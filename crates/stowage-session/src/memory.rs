//! In-memory session store.
//!
//! Backed by a `DashMap`; suitable for tests and single-process deployments.
//! Mirrors the relational semantics exactly: fresh saves conflict on an
//! existing key, updates rewrite data only, and nothing expires until
//! `delete_expired` runs.

use async_trait::async_trait;
use dashmap::DashMap;
use dashmap::mapref::entry::Entry;
use time::OffsetDateTime;

use crate::key::SessionKey;
use crate::store::{SessionRecord, SessionStore, StoreError};

#[derive(Debug, Clone)]
struct StoredSession {
    data: String,
    expires_at: OffsetDateTime,
}

/// Session store that keeps everything in process memory.
#[derive(Debug, Default)]
pub struct MemoryStore {
    sessions: DashMap<String, StoredSession>,
}

impl MemoryStore {
    /// Creates an empty store.
    #[must_use]
    pub fn new() -> Self {
        Self {
            sessions: DashMap::new(),
        }
    }

    /// Number of stored sessions, expired ones included.
    #[must_use]
    pub fn len(&self) -> usize {
        self.sessions.len()
    }

    /// Whether the store holds no sessions.
    #[must_use]
    pub fn is_empty(&self) -> bool {
        self.sessions.is_empty()
    }
}

#[async_trait]
impl SessionStore for MemoryStore {
    async fn load(&self, key: &SessionKey) -> Result<Option<String>, StoreError> {
        Ok(self
            .sessions
            .get(key.as_str())
            .map(|entry| entry.data.clone()))
    }

    async fn save(&self, record: &SessionRecord) -> Result<(), StoreError> {
        if record.fresh {
            match self.sessions.entry(record.key.as_str().to_string()) {
                Entry::Occupied(_) => Err(StoreError::conflict(format!(
                    "Session '{}' already exists",
                    record.key.prefix()
                ))),
                Entry::Vacant(vacant) => {
                    vacant.insert(StoredSession {
                        data: record.data.clone(),
                        expires_at: record.expires_at,
                    });
                    Ok(())
                }
            }
        } else {
            // Data-only update; the stored expiry stays as inserted. A
            // missing row means the write is lost, like an UPDATE matching
            // nothing.
            if let Some(mut entry) = self.sessions.get_mut(record.key.as_str()) {
                entry.data = record.data.clone();
            }
            Ok(())
        }
    }

    async fn delete_expired(&self) -> Result<u64, StoreError> {
        let now = OffsetDateTime::now_utc();
        // Saves can land while the sweep walks the shards, so the closure
        // counts exactly what it drops; length deltas would race.
        let mut removed = 0u64;
        self.sessions.retain(|_, stored| {
            let keep = stored.expires_at > now;
            if !keep {
                removed += 1;
            }
            keep
        });
        Ok(removed)
    }
}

• • •

## What you will do
Within the listing above, give again exactly every line from the line with "and single-process deployments." through the line with "use dashmap::mapref::entry::Entry;", both included, and no other line.

## Solution for this task
//! Backed by a `DashMap`; suitable for tests and single-process deployments.
//! Mirrors the relational semantics exactly: fresh saves conflict on an
//! existing key, updates rewrite data only, and nothing expires until
//! `delete_expired` runs.

use async_trait::async_trait;
use dashmap::DashMap;
use dashmap::mapref::entry::Entry;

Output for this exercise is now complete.